⟨

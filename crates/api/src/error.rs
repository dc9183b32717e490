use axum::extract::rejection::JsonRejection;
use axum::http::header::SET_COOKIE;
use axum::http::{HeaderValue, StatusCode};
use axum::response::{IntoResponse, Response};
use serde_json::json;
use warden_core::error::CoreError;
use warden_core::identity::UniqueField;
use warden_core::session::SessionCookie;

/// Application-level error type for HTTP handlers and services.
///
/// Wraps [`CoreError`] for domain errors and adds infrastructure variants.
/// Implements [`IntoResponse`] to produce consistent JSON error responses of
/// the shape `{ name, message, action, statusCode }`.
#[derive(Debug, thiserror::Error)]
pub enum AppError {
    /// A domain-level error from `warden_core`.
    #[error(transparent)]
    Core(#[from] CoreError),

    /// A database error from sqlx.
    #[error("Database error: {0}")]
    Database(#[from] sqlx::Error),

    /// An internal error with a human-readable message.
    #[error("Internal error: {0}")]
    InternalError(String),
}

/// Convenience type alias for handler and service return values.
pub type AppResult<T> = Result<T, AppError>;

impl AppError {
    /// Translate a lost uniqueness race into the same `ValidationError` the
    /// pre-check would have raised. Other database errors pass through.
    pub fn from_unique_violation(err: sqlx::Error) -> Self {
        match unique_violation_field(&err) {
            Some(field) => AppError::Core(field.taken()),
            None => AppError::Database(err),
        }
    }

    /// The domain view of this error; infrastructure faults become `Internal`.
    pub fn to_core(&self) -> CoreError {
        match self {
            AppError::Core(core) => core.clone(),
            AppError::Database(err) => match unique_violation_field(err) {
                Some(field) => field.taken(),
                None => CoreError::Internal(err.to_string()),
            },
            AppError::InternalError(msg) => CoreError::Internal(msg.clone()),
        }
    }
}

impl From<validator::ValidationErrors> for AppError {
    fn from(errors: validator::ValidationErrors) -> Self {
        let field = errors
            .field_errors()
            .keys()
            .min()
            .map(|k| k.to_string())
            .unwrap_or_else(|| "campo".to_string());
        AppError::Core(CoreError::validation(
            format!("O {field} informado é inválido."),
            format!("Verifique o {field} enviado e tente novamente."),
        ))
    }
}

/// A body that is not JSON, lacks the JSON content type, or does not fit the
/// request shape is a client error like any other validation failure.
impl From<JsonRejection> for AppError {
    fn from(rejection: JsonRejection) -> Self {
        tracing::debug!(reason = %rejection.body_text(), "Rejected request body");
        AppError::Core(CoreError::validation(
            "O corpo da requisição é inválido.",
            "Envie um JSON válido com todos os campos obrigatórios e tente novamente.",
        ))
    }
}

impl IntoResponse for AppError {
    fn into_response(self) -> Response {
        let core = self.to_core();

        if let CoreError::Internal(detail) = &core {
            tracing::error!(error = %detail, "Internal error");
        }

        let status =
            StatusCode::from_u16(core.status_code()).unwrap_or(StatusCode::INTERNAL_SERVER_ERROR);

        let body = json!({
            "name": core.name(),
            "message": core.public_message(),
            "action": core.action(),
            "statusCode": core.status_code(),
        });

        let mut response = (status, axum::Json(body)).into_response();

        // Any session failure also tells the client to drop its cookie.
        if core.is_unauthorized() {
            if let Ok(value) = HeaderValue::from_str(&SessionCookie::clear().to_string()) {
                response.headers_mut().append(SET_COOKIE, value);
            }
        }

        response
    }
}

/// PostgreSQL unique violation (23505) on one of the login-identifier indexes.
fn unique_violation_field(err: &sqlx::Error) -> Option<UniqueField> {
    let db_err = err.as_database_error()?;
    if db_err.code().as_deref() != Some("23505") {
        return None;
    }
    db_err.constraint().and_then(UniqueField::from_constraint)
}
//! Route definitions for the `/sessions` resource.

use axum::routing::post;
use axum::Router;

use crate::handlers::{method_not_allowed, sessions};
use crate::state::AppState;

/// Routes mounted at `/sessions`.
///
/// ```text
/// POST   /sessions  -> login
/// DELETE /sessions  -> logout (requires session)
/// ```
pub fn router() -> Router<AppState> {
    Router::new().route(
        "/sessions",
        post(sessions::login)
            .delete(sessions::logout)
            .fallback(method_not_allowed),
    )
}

⟩
⟨

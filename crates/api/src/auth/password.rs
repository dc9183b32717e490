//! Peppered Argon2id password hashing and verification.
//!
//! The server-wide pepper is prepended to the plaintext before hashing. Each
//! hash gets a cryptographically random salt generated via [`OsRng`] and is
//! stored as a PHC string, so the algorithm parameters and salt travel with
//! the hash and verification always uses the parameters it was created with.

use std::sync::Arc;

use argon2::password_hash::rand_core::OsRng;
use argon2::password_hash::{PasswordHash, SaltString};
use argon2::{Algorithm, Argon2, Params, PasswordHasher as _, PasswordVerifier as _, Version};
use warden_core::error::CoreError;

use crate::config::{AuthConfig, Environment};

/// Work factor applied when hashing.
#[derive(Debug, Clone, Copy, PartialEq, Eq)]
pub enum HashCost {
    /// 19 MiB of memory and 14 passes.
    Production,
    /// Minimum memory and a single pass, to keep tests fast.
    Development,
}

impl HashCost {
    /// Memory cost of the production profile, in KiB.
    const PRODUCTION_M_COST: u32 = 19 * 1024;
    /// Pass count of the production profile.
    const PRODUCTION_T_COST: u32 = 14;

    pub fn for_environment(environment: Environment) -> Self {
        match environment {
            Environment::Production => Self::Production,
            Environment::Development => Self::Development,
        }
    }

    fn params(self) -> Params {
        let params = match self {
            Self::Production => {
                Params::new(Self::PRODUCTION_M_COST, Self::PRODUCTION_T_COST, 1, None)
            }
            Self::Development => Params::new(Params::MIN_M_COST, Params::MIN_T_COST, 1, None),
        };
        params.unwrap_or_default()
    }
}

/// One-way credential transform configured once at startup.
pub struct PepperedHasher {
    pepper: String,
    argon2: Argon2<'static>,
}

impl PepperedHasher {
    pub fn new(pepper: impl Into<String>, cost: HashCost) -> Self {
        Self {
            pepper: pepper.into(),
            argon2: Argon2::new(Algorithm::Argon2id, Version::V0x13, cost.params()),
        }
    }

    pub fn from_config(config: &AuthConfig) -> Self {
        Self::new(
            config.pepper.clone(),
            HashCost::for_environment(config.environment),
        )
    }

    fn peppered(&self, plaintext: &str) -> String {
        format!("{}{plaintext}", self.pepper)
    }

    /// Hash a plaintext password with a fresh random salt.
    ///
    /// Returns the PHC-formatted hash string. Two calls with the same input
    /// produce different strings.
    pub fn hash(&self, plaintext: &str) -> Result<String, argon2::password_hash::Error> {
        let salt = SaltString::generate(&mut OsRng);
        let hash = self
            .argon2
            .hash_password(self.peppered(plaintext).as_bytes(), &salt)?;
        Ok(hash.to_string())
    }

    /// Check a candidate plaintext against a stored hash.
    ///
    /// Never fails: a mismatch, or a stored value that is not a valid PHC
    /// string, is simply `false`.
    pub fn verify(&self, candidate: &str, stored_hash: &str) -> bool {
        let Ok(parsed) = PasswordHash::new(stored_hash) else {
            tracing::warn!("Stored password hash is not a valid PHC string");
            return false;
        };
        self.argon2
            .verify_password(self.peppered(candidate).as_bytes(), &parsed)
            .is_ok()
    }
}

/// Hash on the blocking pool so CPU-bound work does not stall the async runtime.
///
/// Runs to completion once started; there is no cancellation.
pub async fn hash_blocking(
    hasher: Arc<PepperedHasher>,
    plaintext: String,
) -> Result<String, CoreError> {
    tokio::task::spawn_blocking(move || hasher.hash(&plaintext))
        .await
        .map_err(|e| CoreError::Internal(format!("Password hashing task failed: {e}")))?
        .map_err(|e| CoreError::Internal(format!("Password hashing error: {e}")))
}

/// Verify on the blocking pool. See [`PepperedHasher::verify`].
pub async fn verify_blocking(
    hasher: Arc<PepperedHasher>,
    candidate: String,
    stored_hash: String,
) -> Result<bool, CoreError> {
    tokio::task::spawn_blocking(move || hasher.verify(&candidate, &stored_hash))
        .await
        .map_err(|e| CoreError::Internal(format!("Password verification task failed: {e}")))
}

⟩
⟨

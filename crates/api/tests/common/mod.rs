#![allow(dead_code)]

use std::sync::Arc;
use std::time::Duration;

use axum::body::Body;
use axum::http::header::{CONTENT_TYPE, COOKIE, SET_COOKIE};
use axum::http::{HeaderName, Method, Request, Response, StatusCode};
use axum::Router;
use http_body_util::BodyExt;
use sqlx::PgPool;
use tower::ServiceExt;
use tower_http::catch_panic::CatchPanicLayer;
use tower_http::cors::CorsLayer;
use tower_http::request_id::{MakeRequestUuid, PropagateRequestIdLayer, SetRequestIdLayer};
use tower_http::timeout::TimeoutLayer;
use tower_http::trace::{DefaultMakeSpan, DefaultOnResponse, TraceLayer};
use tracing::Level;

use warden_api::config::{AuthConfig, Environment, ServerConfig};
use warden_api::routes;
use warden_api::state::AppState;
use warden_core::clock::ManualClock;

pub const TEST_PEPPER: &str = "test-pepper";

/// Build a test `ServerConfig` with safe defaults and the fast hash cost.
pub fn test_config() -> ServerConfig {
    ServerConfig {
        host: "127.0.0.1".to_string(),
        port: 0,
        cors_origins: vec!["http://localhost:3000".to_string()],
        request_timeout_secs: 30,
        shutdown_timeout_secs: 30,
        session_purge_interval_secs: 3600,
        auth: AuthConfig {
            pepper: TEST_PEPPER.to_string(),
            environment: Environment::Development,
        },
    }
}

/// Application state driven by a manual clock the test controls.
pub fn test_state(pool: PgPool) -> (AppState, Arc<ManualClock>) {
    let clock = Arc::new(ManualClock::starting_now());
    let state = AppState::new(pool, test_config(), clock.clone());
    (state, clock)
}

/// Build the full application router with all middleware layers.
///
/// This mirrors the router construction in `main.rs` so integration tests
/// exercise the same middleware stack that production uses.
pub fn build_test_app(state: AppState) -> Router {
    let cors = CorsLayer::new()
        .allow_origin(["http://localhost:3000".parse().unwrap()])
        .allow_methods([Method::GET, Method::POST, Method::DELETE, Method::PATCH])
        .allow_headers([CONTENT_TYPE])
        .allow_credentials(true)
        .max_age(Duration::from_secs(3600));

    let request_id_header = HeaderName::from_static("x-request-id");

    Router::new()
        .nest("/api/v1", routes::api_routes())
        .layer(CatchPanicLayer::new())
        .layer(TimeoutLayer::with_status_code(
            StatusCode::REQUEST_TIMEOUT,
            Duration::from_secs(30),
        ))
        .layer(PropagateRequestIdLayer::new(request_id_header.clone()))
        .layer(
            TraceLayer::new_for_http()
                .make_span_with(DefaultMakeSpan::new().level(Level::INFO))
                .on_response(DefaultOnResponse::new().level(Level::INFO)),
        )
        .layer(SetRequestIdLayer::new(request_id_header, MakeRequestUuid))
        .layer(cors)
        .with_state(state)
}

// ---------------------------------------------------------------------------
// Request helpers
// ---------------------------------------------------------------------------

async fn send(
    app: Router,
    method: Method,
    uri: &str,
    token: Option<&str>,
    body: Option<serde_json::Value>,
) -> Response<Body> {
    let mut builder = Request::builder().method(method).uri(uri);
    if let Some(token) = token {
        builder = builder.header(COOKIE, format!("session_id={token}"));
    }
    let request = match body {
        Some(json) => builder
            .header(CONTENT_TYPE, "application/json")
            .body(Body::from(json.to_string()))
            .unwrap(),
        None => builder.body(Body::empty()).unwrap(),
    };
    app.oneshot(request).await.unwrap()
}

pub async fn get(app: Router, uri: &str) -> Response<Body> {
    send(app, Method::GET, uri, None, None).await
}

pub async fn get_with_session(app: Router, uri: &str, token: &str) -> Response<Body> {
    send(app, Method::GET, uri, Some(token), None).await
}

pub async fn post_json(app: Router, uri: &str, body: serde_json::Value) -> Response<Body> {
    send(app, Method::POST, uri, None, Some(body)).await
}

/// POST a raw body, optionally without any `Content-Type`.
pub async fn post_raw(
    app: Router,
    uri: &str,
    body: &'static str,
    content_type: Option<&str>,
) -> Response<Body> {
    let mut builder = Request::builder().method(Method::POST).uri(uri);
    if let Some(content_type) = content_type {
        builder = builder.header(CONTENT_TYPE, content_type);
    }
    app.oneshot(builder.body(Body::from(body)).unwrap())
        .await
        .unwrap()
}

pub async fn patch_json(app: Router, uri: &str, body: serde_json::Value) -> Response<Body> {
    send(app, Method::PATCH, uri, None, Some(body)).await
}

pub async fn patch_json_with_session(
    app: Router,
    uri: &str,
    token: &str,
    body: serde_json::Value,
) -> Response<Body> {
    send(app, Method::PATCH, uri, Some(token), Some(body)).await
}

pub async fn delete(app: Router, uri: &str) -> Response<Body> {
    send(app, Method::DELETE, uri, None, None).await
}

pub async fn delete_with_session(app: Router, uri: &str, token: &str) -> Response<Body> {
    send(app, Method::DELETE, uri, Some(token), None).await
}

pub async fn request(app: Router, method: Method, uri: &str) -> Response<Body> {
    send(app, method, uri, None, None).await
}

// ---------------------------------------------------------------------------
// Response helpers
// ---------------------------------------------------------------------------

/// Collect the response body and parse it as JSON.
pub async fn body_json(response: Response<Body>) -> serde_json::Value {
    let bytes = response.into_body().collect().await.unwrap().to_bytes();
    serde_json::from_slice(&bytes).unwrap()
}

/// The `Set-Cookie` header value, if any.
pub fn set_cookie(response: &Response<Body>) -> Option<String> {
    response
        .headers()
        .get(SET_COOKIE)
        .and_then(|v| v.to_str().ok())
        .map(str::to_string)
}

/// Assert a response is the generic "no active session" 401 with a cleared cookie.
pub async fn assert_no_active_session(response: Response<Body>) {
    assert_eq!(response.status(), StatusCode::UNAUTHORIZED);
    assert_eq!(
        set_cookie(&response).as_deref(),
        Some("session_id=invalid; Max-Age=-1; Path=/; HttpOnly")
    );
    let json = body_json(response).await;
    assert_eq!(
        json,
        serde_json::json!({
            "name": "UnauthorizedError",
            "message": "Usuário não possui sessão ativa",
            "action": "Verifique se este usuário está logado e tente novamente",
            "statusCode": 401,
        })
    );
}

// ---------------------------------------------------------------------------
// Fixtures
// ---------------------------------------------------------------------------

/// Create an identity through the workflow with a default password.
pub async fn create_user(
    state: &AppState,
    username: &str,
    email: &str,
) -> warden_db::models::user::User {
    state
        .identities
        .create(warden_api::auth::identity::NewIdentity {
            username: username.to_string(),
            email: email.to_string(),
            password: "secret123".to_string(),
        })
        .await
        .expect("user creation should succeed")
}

⟩

*What is expected*.
Within the lines above, find those holding the word "sessions" and copy them.

*Answer section*.
//! Route definitions for the `/sessions` resource.
use crate::handlers::{method_not_allowed, sessions};
/// Routes mounted at `/sessions`.
/// POST   /sessions  -> login
/// DELETE /sessions  -> logout (requires session)
        "/sessions",
        post(sessions::login)
            .delete(sessions::logout)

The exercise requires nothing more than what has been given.